At its very core, our carrier services offering is a SIP trunk that plugs into someone’s kit, allocates clean telephone numbers, and sends and receives telephone calls… and there’s the equivalent for SMS too, if our customers are so minded.
This sounds like a very commoditised, homogeneous product, but it isn’t. That PSTN plumbing our Carrier Services customers buy has market-leading fraud controls, feature-rich APIs, an N+4 architecture and so much more. This isn’t the sort of SIP trunk you might get from a spotty teenager in their basement who spun up Freeswitch on a Raspberry Pi and calls themselves a carrier.
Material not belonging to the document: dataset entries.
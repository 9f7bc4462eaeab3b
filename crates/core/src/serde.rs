use std::{fmt, marker::PhantomData, str::FromStr};

use crate::{Error, Iri, IriRef};

struct Visitor<T>(PhantomData<T>, &'static str);

impl<'de, T: FromStr<Err = Error>> serde::de::Visitor<'de> for Visitor<T> {
	type Value = T;

	fn expecting(&self, formatter: &mut fmt::Formatter) -> fmt::Result {
		formatter.write_str(self.1)
	}

	fn visit_str<E>(self, v: &str) -> Result<Self::Value, E>
	where
		E: serde::de::Error,
	{
		v.parse()
			.map_err(|_| E::invalid_value(serde::de::Unexpected::Str(v), &self))
	}
}

macro_rules! string_serde {
	($ident:ident, $expecting:literal) => {
		impl serde::Serialize for $ident {
			fn serialize<S>(&self, serializer: S) -> Result<S::Ok, S::Error>
			where
				S: serde::Serializer,
			{
				serializer.collect_str(self)
			}
		}

		impl<'de> serde::Deserialize<'de> for $ident {
			fn deserialize<D>(deserializer: D) -> Result<Self, D::Error>
			where
				D: serde::Deserializer<'de>,
			{
				deserializer.deserialize_str(Visitor(PhantomData, $expecting))
			}
		}
	};
}

string_serde!(Iri, "an IRI");
string_serde!(IriRef, "an IRI reference");
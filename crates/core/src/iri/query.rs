use crate::common::pct_component;

pct_component! {
	/// IRI query, without the leading `?`.
	Query: Query, lowercase: false
}
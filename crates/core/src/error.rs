/// Result of a fallible IRI operation.
pub type Result<T, E = Error> = std::result::Result<T, E>;

/// Error raised while parsing, validating or resolving an IRI reference.
///
/// Offsets are byte offsets into the parsed input.
#[derive(Debug, Clone, PartialEq, Eq, thiserror::Error)]
pub enum Error {
	#[error("invalid IRI scheme `{0}`")]
	InvalidScheme(String),

	#[error("missing IRI scheme")]
	MissingScheme,

	#[error("invalid IRI authority `{0}`")]
	InvalidAuthority(String),

	#[error("invalid IRI user info at offset {0}")]
	InvalidUserInfo(usize),

	#[error("invalid IRI host `{0}`")]
	InvalidHost(String),

	#[error("invalid IRI port `{0}`")]
	InvalidPort(String),

	#[error("invalid IRI path at offset {0}")]
	InvalidPath(usize),

	#[error("invalid IRI query at offset {0}")]
	InvalidQuery(usize),

	#[error("invalid IRI fragment at offset {0}")]
	InvalidFragment(usize),

	#[error("invalid percent-encoded octet at offset {0}")]
	InvalidPercentEncoding(usize),

	/// A path starting with `//` without a preceding authority would be read
	/// back as an authority.
	#[error("ambiguous IRI path `{0}`")]
	AmbiguousPath(String),

	#[error("base IRI reference `{0}` is not absolute")]
	NonAbsoluteBase(String),
}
We also don’t pretend to be a global juggernaut because we have an API into the DID reseller du jour and make out as if we have a footprint in 190 countries because we’re reselling an aggregator’s long chain of other resellers, with all the supply chain risk that goes with it. We have two core markets – the United Kingdom and the United States, and we know them well. We are deeply interconnected in them, have our own number ranges allocated by the regulatory Gods, and the economics that goes with that investment in infrastructure.
But a look down our CRM says we have customers across half the world (and notably more than one in almost every country); benefiting from that investment in connecting their customers to two of the world’s biggest economies with a feature-rich and resilient service from Simwood.
That made us think – it’s very easy as a UK-incorporated public company to get lost in the woods of British country-specific standards and politics (and for our fine colleagues in the United States, rinse and repeat that statement for a Wyoming incorporated subsidiary and the American equivalents). Yet many of our customers are not; we’ve fearlessly championed the consumer and start-up telecoms business in our domestic markets, but to date, rarely on the international stage. That now changes with our membership of the ITU – and we are looking forward to bringing the same tenacity in defending the interests of non-spivvy in our industry at a global level.
After all, international standards are what dictates the firmware our vendors deploy, and what country-specific bodies like NICC react to; these are important dialogues that will shape our industry for decades to come.